FICHA TÉCNICA



Título obra Atlántida

Autoría Óscar Villegas

Dirección Julio Castillo

Elenco Irma Lozano, Luis Torner, José Alonso

Espacios teatrales Teatro de las Vizcainas, antiguo Apolo

Referencia Malkah Rabell, “Se alza el telón. Una crítica relativa: Atlántida”, en El Día,17 agosto 1977, p. 24.




TRANSCRIPCIÓN CON FORMATO

imagen facsimilar

Referencia Electrónica

El Día

Columna Se alza el telón

Una crítica relativa: Atlántida

Malkah Rabell

Se hace muy difícil analizar un espectáculo cuando la mitad de éste no se vio, y la otra mitad no se oyó. Ambas cosas debidas a la increíble incomodidad de la sala de las Vizcaínas, antiguo Apolo. Sobre todo cuando se ocupa un asiento en la fila 15, porque la empresa teme perder la venta de un asiento más cercano. Así que sólo puedo emitir opiniones fragmentarias de la obra del joven dramaturgo nacional Oscar Villegas: Atlántida, de quien si no me equivoco, ésta es la primera realización que sube a escena. Y con lo poco que pude observar, no sé si la dirección de Julio Castillo la enriqueció o la empobreció, si con su ya famosa imaginación le agregó valores, o le quitó los que tenía.

Durante las dos últimas décadas, los jóvenes dramaturgos mexicanos tercamente se negaban a enfrentar los problemas nacionales, hasta trataban de rehuir cualquier rasgo étnico, en una búsqueda equivocada de lo que imaginaban "vanguardismo universal". Óscar Villegas tiene la virtud de hablar de cosas que le son conocidas, de pintar un ambiente que le es familiar. Lo malo y lo triste de esta pintura es su completa pobreza dramática, literaria, sicológica, ambiental y hasta moral. Sus personajes, su tema, su ambiente y su acción son de un lineal digno de un tango arrabalero. Y hasta tangos, los hay buenos y los hay malos.

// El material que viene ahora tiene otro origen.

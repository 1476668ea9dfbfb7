//! Dispatch worker behaviour: delivery, send failures, draining on shutdown.

use std::sync::{Arc, Mutex};

use async_trait::async_trait;
use chrono::Utc;
use glowup::{
    Error, Result,
    services::{
        mail::{Mailer, OutgoingEmail, ParticipantSummary},
        notifications::{Notification, NotificationQueue},
    },
    workers::notifications::notification_dispatch_worker,
};
use tokio::sync::broadcast;

#[derive(Default)]
struct FlakyMailer {
    sent: Mutex<Vec<OutgoingEmail>>,
    /// Recipient whose messages are refused.
    refuse: Option<String>,
}

#[async_trait]
impl Mailer for FlakyMailer {
    async fn send(&self, email: &OutgoingEmail) -> Result<()> {
        if self.refuse.as_deref() == Some(email.to.as_str()) {
            return Err(Error::Mail("refused".to_string()));
        }
        self.sent.lock().unwrap().push(email.clone());
        Ok(())
    }
}

fn confirmation(to: &str) -> Notification {
    Notification::ParticipationConfirmation {
        to: to.to_string(),
        first_name: "Awa".to_string(),
        last_name: "Diallo".to_string(),
    }
}

#[tokio::test]
async fn test_worker_drains_queue_on_shutdown() {
    let mailer = Arc::new(FlakyMailer::default());
    let (queue, receiver) = NotificationQueue::new();
    let (shutdown_tx, shutdown_rx) = broadcast::channel(1);

    queue.enqueue(confirmation("one@example.com"));
    queue.enqueue(Notification::NewParticipation(ParticipantSummary {
        first_name: "Awa".to_string(),
        last_name: "Diallo".to_string(),
        email: "one@example.com".to_string(),
        phone: None,
        submitted_at: Utc::now(),
    }));

    let handle = tokio::spawn(notification_dispatch_worker(
        receiver,
        mailer.clone(),
        "admin@example.com".to_string(),
        shutdown_rx,
    ));
    shutdown_tx.send(()).unwrap();
    handle.await.unwrap();

    let sent = mailer.sent.lock().unwrap().clone();
    assert_eq!(sent.len(), 2);
    assert!(sent.iter().any(|email| email.to == "one@example.com"));
    assert!(sent.iter().any(|email| email.to == "admin@example.com"));
}

#[tokio::test]
async fn test_send_failure_does_not_stop_worker() {
    let mailer = Arc::new(FlakyMailer {
        refuse: Some("refused@example.com".to_string()),
        ..Default::default()
    });
    let (queue, receiver) = NotificationQueue::new();
    let (_shutdown_tx, shutdown_rx) = broadcast::channel(1);

    queue.enqueue(confirmation("refused@example.com"));
    queue.enqueue(confirmation("ok@example.com"));
    drop(queue);

    // Dropping the last sender closes the queue and ends the worker.
    notification_dispatch_worker(
        receiver,
        mailer.clone(),
        "admin@example.com".to_string(),
        shutdown_rx,
    )
    .await;

    let sent = mailer.sent.lock().unwrap().clone();
    assert_eq!(sent.len(), 1);
    assert_eq!(sent[0].to, "ok@example.com");
}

Atlántida nos narra la historia de una prostituta. O tal vez ni es prostituta, sino una chica le mala suerte. O tal vez ni siquiera de mala suerte, sino de "malas pulgas", por algo la llaman Virginia "el Niño". De todos modos, la forma que tiene para encarar su destino y para buscar su rumbo en la vida, no es precisamente una lección de dignidad o de moral. Tampoco el ambiente se presta mucho para ello. Las mejores escenas son precisamente cuando el ambiente interviene para aplastarla. Como la escena donde un grupo de homosexuales viola a su novio, y la escena cuando a ella misma su "padrote", Chester, la muele a golpes. Para la primera Julio Castillo encontró uno de sus hallazgos peculiares: dos palos en manos de cada uno de los miembros del grupo da los atacantes. Dos palos que se transforman en parte no sólo del ataque, sino del ambiente, del ruido, del miedo y del destino. Asimismo, la escena de violencia que Chester (José Alonso) desata contra Virginia (Irma Lozano), toma un sesgo de danza, de sugestiva, de casi morbosa, plasticidad.

Quizá siendo un melodrama, Atlántida necesitaba permanecer en el marco original, y todo este "México del mambo, de 1950", resultaba superfluo. Desde pequeños detalles, como la barba de Chester (¿desde cuándo un gigoló de 1950, en un barrio como Atlántida usaba barba y cabello largo?), hasta toda la superestructura musical y coreográfica, parecen inútiles. Tal vez si toda la obra lograra asimilarse más a su tema, intensificándose más a lo hondo y menos en lo extenso; amasándose sobre sí misma en lugar de inflarse como un globo; subrayando más lo social, como la lluvia que destroza el barrio y deja a la gente sin techos, en lugar de los detalles anecdóticos, toda la representación lograría mayor calidad. Aunque el machismo y el homosexualismo, que forman el esqueleto de la obra, no dejan de ser la marca de una tragedia social. Pero en 90 minutos emocionarían, en 3 horas, aburren.

Como siempre, las actuaciones de Irma Lozano, de Luis Torner y de José Alonso, me gustaron. También me gustó parte de la escenografía, aunque en el estreno, todo carecía aún de orden. Mas, vuelvo a repetir no me encontraba en condiciones de asimilar la representación con tranquilidad ni en toda su extensión. Aunque ¿cuándo un crítico puede analizar serenamente una representación? De todos modos, se me hace que este espectáculo va a dividir al público en dos bandos: los muy entusiasmados y los muy indignados.